# Why is μπουκάλι pronounced bookalee ?



## redbourn

About 25 years ago I used to be able to hold a simple conversation in Greek but am now struggling to remember even the basics.

I may be moving to Athens in September so I want to try and get back in the saddle.

Why is μπουκάλι pronounced bookalee ?

Where is the "b" sound coming from?

Thanks,

Michael


----------



## redbourn

Seems like μπ is pronounced like B 

μπύρα  - Beera

I checked a couple of Greek alphabets and didn't see μπ being pronounced as B


----------



## Perseas

redbourn said:


> Where is the "b" sound coming from?


Hi,
the sound "b" exists in Greek.


----------



## redbourn

Perseas said:


> Hi,
> the sound "b" exists in Greek.



Yes, but βήτα is not being used in either μπουκάλι or μπύρα.



And from what I remember beta is usually pronounced as "V", ?

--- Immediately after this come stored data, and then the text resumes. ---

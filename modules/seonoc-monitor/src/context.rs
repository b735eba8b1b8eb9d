//! Shared context assembly for monitoring alerts.

use std::collections::{HashMap, HashSet};

use anyhow::Result;
use serde_json::{json, Value};

use seonoc_common::settings::{SystemTimezone, KEY_SYSTEM_TIMEZONE};
use seonoc_common::types::{AssetDomain, Severity, StructureEntry};
use seonoc_graph::enrich::network_snapshot_for;
use seonoc_graph::SeoContext;
use seonoc_store::StoreClient;
use seonoc_templates::ContextBuilder;

/// Every structure entry plus a domain-id → domain-name map, loaded once
/// per monitoring pass.
pub async fn seo_maps(
    store: &StoreClient,
) -> Result<(Vec<StructureEntry>, HashMap<String, String>)> {
    let entries = store.entries().find_all().await?;
    let ids: Vec<String> = entries
        .iter()
        .map(|e| e.asset_domain_id.clone())
        .collect::<HashSet<_>>()
        .into_iter()
        .collect();
    let domains = store.domains().find_by_ids(&ids).await?;
    let names = domains.into_iter().map(|d| (d.id, d.domain_name)).collect();
    Ok((entries, names))
}

/// Template context for domain_down / domain_expiration events.
#[allow(clippy::too_many_arguments)]
pub async fn monitoring_context(
    store: &StoreClient,
    domain: &AssetDomain,
    ctx: &SeoContext,
    severity: Severity,
    entries: &[StructureEntry],
    names: &HashMap<String, String>,
    days_until_expiry: Option<i64>,
    reason: Option<&str>,
) -> Result<Value> {
    let tz: SystemTimezone = store.settings().get(KEY_SYSTEM_TIMEZONE).await?;

    let mut builder = ContextBuilder::new(&tz).domain(
        &domain.domain_name,
        &domain
            .expiration_date
            .map(|d| tz.format_date(d))
            .unwrap_or_default(),
        days_until_expiry.map(|d| json!(d)).unwrap_or(json!("")),
        "Unknown",
        reason.unwrap_or(""),
        domain
            .last_http_code
            .map(|c| json!(c))
            .unwrap_or(json!("-")),
        "-",
    );

    if let Some(reference) = ctx.references.first() {
        let network_name = store
            .networks()
            .find_by_id(&reference.network_id)
            .await?
            .map(|n| n.name)
            .unwrap_or_else(|| "Unknown".to_string());
        let structure = network_snapshot_for(&reference.network_id, entries, names);
        builder = builder
            .network(&network_name, &reference.network_id)
            .node(
                &domain.domain_name,
                "",
                if reference.is_main { "Main (LP)" } else { "Supporting" },
                reference
                    .tier
                    .map(|t| json!(t))
                    .unwrap_or(json!("orphan")),
                "",
                "",
                "",
                &reference.entry_id,
            )
            .structure(&structure, &ctx.upstream_chain_text(), &ctx.downstream_text());
    } else {
        builder = builder
            .network("(not in any SEO network)", "")
            .node(&domain.domain_name, "", "-", json!(""), "", "", "", "")
            .structure("", "(not in any SEO network)", "0 nodes");
    }

    Ok(builder
        .impact(
            severity,
            reason.unwrap_or(""),
            ctx.impact.downstream_nodes_count,
        )
        .build())
}

/// Minimal HTML body for severity-gated admin emails.
pub fn alert_email_html(title: &str, domain_name: &str, severity: Severity, detail: &str) -> String {
    format!(
        "<div style=\"font-family: monospace;\">\
         <h2>{title}</h2>\
         <p><b>Domain:</b> {domain_name}</p>\
         <p><b>Severity:</b> {}</p>\
         <p>{detail}</p>\
         </div>",
        severity.as_upper()
    )
}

So to write an English B sound is μπ the way that it's done?

Thanks for replying ;-)


----------



## ireney

Beta was pronounced as the English b some millennia ago 
Nowadays we use μπ which is usually pronounced as the English /b/  though, in some cases, some people will pronounce it as two separate letters (m + p).


----------



## redbourn

ireney said:


> Beta was pronounced as the English b some millennia ago
> Nowadays we use μπ which is usually pronounced as the English /b/  though, in some cases, some people will pronounce it as two separate letters (m + p).



Thank you very much. 

I loved learning Greek when I was studying it 25 years ago and it's good to be learning it again.

I speak several languages to varying degrees of fluency, and I  discovered, for me anyway, that it's very important to get the details  correct at the beginning, because if I don't, then I have to go back and  correct them later on, and it's much more difficult then.

Michael


----------



## bearded

ireney said:


> Beta was pronounced as the English b some millennia ago
> Nowadays we use μπ which is usually pronounced as the English /b/  though, in some cases, some people will pronounce it as two separate letters (m + p).


Do ''some people'' really pronounce m+p or m+b ? Do you say 'ampéli' , 'ambéli' or 'abéli' ? Thank you.


----------



## apmoy70

The standard pronunciation is [am'beli] (m+b) but in reality the pronunciation varies from [a'beli] to [am'beli].
The general rule is that m+p = [mb] unless 
1/ the word starts with μπ, then it's pronounced *, e.g μπάλα = ['bala] --> ball
2/ it appears ad seriatim in a word, then it's pronounced , e.g. μπαμπάς = [ba'bas] --> dad
3/ it's a loanword, then it's pronounced , e.g. καμπάλα = [ka'bala] < קַבָּלָה (kabbalah)*


----------



## redbourn

apmoy70 said:


> The standard pronunciation is [am'beli] (m+b) but in reality the pronunciation varies from [a'beli] to [am'beli].
> The general rule is that m+p = [mb] unless
> 1/ the word starts with μπ, then it's pronounced *, e.g μπάλα = ['bala] --> ball
> 2/ it appears ad seriatim in a word, then it's pronounced , e.g. μπαμπάς = [ba'bas] --> dad
> 3/ it's a loanword, then it's pronounced , e.g. καμπάλα = [ka'bala] < קַבָּלָה (kabbalah)*


*

Thank you ;-)*


----------



## ireney

My apologies! I meant "mb" though in a few cases such as "άμεμπτος" it is indeed pronounced "mp"


----------



## Perseas

ireney said:


> [...] though in a few cases such as "άμεμπτος" it is indeed pronounced "mp"


Indeed, or even [ámemtos]. As "Πέμπτη", which is pronounced [pémpti & pémti].


----------